Record excerpts:
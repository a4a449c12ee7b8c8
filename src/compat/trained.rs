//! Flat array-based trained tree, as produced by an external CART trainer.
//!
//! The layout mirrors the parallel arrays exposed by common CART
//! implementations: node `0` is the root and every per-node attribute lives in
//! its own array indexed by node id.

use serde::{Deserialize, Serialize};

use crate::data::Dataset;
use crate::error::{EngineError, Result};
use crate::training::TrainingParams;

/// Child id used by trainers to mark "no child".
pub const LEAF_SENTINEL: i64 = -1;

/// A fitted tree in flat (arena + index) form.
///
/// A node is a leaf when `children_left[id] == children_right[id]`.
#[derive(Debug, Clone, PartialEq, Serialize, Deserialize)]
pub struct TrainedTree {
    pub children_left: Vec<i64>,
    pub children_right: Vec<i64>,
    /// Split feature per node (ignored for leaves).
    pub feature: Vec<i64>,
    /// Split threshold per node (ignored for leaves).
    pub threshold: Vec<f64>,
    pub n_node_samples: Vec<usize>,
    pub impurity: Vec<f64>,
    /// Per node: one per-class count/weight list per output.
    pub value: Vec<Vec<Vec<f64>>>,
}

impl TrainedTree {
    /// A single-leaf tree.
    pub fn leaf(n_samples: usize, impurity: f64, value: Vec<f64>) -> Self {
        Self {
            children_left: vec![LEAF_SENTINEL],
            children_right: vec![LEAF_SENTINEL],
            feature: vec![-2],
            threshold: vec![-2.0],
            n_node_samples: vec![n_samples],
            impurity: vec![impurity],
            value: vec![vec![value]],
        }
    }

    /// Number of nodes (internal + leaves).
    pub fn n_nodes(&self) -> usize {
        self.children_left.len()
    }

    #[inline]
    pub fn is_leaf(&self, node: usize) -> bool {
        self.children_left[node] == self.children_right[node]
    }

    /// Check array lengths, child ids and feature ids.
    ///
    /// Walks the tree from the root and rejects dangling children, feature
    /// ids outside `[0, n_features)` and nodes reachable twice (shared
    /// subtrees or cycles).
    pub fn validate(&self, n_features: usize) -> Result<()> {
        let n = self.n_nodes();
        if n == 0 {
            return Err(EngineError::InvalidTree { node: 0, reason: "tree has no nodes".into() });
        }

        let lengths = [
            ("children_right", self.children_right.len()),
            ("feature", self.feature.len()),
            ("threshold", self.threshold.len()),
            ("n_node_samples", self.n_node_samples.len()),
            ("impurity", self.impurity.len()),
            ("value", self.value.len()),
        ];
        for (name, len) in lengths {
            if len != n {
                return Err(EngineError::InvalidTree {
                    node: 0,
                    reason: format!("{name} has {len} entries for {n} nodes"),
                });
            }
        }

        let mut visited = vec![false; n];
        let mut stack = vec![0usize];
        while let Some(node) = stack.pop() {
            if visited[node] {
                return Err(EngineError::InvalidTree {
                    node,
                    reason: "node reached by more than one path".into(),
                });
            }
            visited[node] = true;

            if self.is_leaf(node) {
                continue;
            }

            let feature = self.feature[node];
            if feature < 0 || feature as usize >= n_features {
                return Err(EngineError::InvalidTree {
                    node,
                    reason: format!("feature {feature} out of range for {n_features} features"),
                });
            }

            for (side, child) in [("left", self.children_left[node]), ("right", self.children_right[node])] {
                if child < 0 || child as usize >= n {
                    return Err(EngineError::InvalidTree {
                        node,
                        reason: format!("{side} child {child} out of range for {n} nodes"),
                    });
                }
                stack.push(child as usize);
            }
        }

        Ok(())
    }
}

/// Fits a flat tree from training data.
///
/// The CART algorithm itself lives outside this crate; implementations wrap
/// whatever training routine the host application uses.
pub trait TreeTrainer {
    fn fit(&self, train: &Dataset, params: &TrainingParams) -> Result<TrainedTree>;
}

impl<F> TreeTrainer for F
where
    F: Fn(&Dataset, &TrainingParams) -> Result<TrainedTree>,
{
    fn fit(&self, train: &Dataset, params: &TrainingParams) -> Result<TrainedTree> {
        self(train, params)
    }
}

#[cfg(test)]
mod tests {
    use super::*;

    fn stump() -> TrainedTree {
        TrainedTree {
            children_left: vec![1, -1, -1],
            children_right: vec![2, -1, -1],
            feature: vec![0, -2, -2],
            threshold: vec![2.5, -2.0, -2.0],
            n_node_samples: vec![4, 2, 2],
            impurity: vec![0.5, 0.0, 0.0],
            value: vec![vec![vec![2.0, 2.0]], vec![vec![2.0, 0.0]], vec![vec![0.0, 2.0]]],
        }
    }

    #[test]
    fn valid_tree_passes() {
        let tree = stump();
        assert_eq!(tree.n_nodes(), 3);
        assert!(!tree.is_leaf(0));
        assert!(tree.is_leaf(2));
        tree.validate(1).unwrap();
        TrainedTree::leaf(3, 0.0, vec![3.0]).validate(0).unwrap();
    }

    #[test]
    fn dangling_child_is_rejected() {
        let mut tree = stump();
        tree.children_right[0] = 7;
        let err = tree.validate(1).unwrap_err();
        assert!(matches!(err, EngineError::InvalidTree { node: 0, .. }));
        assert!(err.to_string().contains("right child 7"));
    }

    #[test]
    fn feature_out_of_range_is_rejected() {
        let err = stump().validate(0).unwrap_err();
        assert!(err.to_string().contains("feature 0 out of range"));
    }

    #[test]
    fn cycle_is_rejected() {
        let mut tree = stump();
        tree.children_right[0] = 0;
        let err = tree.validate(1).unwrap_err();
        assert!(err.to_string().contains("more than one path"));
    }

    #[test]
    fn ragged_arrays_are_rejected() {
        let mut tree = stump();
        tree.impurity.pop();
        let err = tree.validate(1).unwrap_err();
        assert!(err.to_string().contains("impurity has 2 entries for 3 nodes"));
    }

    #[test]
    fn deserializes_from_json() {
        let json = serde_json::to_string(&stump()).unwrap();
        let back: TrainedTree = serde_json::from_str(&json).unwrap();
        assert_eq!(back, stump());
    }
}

Instructions for the task:
Reproduce the records in full, exactly as written.

Solved exercise:
repository a4a449c12ee7b8c8
filename src/compat/trained.rs
//! Flat array-based trained tree, as produced by an external CART trainer.
//!
//! The layout mirrors the parallel arrays exposed by common CART
//! implementations: node `0` is the root and every per-node attribute lives in
//! its own array indexed by node id.

use serde::{Deserialize, Serialize};

use crate::data::Dataset;
use crate::error::{EngineError, Result};
use crate::training::TrainingParams;

/// Child id used by trainers to mark "no child".
pub const LEAF_SENTINEL: i64 = -1;

/// A fitted tree in flat (arena + index) form.
///
/// A node is a leaf when `children_left[id] == children_right[id]`.
#[derive(Debug, Clone, PartialEq, Serialize, Deserialize)]
pub struct TrainedTree {
    pub children_left: Vec<i64>,
    pub children_right: Vec<i64>,
    /// Split feature per node (ignored for leaves).
    pub feature: Vec<i64>,
    /// Split threshold per node (ignored for leaves).
    pub threshold: Vec<f64>,
    pub n_node_samples: Vec<usize>,
    pub impurity: Vec<f64>,
    /// Per node: one per-class count/weight list per output.
    pub value: Vec<Vec<Vec<f64>>>,
}

impl TrainedTree {
    /// A single-leaf tree.
    pub fn leaf(n_samples: usize, impurity: f64, value: Vec<f64>) -> Self {
        Self {
            children_left: vec![LEAF_SENTINEL],
            children_right: vec![LEAF_SENTINEL],
            feature: vec![-2],
            threshold: vec![-2.0],
            n_node_samples: vec![n_samples],
            impurity: vec![impurity],
            value: vec![vec![value]],
        }
    }

    /// Number of nodes (internal + leaves).
    pub fn n_nodes(&self) -> usize {
        self.children_left.len()
    }

    #[inline]
    pub fn is_leaf(&self, node: usize) -> bool {
        self.children_left[node] == self.children_right[node]
    }

    /// Check array lengths, child ids and feature ids.
    ///
    /// Walks the tree from the root and rejects dangling children, feature
    /// ids outside `[0, n_features)` and nodes reachable twice (shared
    /// subtrees or cycles).
    pub fn validate(&self, n_features: usize) -> Result<()> {
        let n = self.n_nodes();
        if n == 0 {
            return Err(EngineError::InvalidTree { node: 0, reason: "tree has no nodes".into() });
        }

        let lengths = [
            ("children_right", self.children_right.len()),
            ("feature", self.feature.len()),
            ("threshold", self.threshold.len()),
            ("n_node_samples", self.n_node_samples.len()),
            ("impurity", self.impurity.len()),
            ("value", self.value.len()),
        ];
        for (name, len) in lengths {
            if len != n {
                return Err(EngineError::InvalidTree {
                    node: 0,
                    reason: format!("{name} has {len} entries for {n} nodes"),
                });
            }
        }

        let mut visited = vec![false; n];
        let mut stack = vec![0usize];
        while let Some(node) = stack.pop() {
            if visited[node] {
                return Err(EngineError::InvalidTree {
                    node,
                    reason: "node reached by more than one path".into(),
                });
            }
            visited[node] = true;

            if self.is_leaf(node) {
                continue;
            }

            let feature = self.feature[node];
            if feature < 0 || feature as usize >= n_features {
                return Err(EngineError::InvalidTree {
                    node,
                    reason: format!("feature {feature} out of range for {n_features} features"),
                });
            }

            for (side, child) in [("left", self.children_left[node]), ("right", self.children_right[node])] {
                if child < 0 || child as usize >= n {
                    return Err(EngineError::InvalidTree {
                        node,
                        reason: format!("{side} child {child} out of range for {n} nodes"),
                    });
                }
                stack.push(child as usize);
            }
        }

        Ok(())
    }
}

/// Fits a flat tree from training data.
///
/// The CART algorithm itself lives outside this crate; implementations wrap
/// whatever training routine the host application uses.
pub trait TreeTrainer {
    fn fit(&self, train: &Dataset, params: &TrainingParams) -> Result<TrainedTree>;
}

impl<F> TreeTrainer for F
where
    F: Fn(&Dataset, &TrainingParams) -> Result<TrainedTree>,
{
    fn fit(&self, train: &Dataset, params: &TrainingParams) -> Result<TrainedTree> {
        self(train, params)
    }
}

#[cfg(test)]
mod tests {
    use super::*;

    fn stump() -> TrainedTree {
        TrainedTree {
            children_left: vec![1, -1, -1],
            children_right: vec![2, -1, -1],
            feature: vec![0, -2, -2],
            threshold: vec![2.5, -2.0, -2.0],
            n_node_samples: vec![4, 2, 2],
            impurity: vec![0.5, 0.0, 0.0],
            value: vec![vec![vec![2.0, 2.0]], vec![vec![2.0, 0.0]], vec![vec![0.0, 2.0]]],
        }
    }

    #[test]
    fn valid_tree_passes() {
        let tree = stump();
        assert_eq!(tree.n_nodes(), 3);
        assert!(!tree.is_leaf(0));
        assert!(tree.is_leaf(2));
        tree.validate(1).unwrap();
        TrainedTree::leaf(3, 0.0, vec![3.0]).validate(0).unwrap();
    }

    #[test]
    fn dangling_child_is_rejected() {
        let mut tree = stump();
        tree.children_right[0] = 7;
        let err = tree.validate(1).unwrap_err();
        assert!(matches!(err, EngineError::InvalidTree { node: 0, .. }));
        assert!(err.to_string().contains("right child 7"));
    }

    #[test]
    fn feature_out_of_range_is_rejected() {
        let err = stump().validate(0).unwrap_err();
        assert!(err.to_string().contains("feature 0 out of range"));
    }

    #[test]
    fn cycle_is_rejected() {
        let mut tree = stump();
        tree.children_right[0] = 0;
        let err = tree.validate(1).unwrap_err();
        assert!(err.to_string().contains("more than one path"));
    }

    #[test]
    fn ragged_arrays_are_rejected() {
        let mut tree = stump();
        tree.impurity.pop();
        let err = tree.validate(1).unwrap_err();
        assert!(err.to_string().contains("impurity has 2 entries for 3 nodes"));
    }

    #[test]
    fn deserializes_from_json() {
        let json = serde_json::to_string(&stump()).unwrap();
        let back: TrainedTree = serde_json::from_str(&json).unwrap();
        assert_eq!(back, stump());
    }
}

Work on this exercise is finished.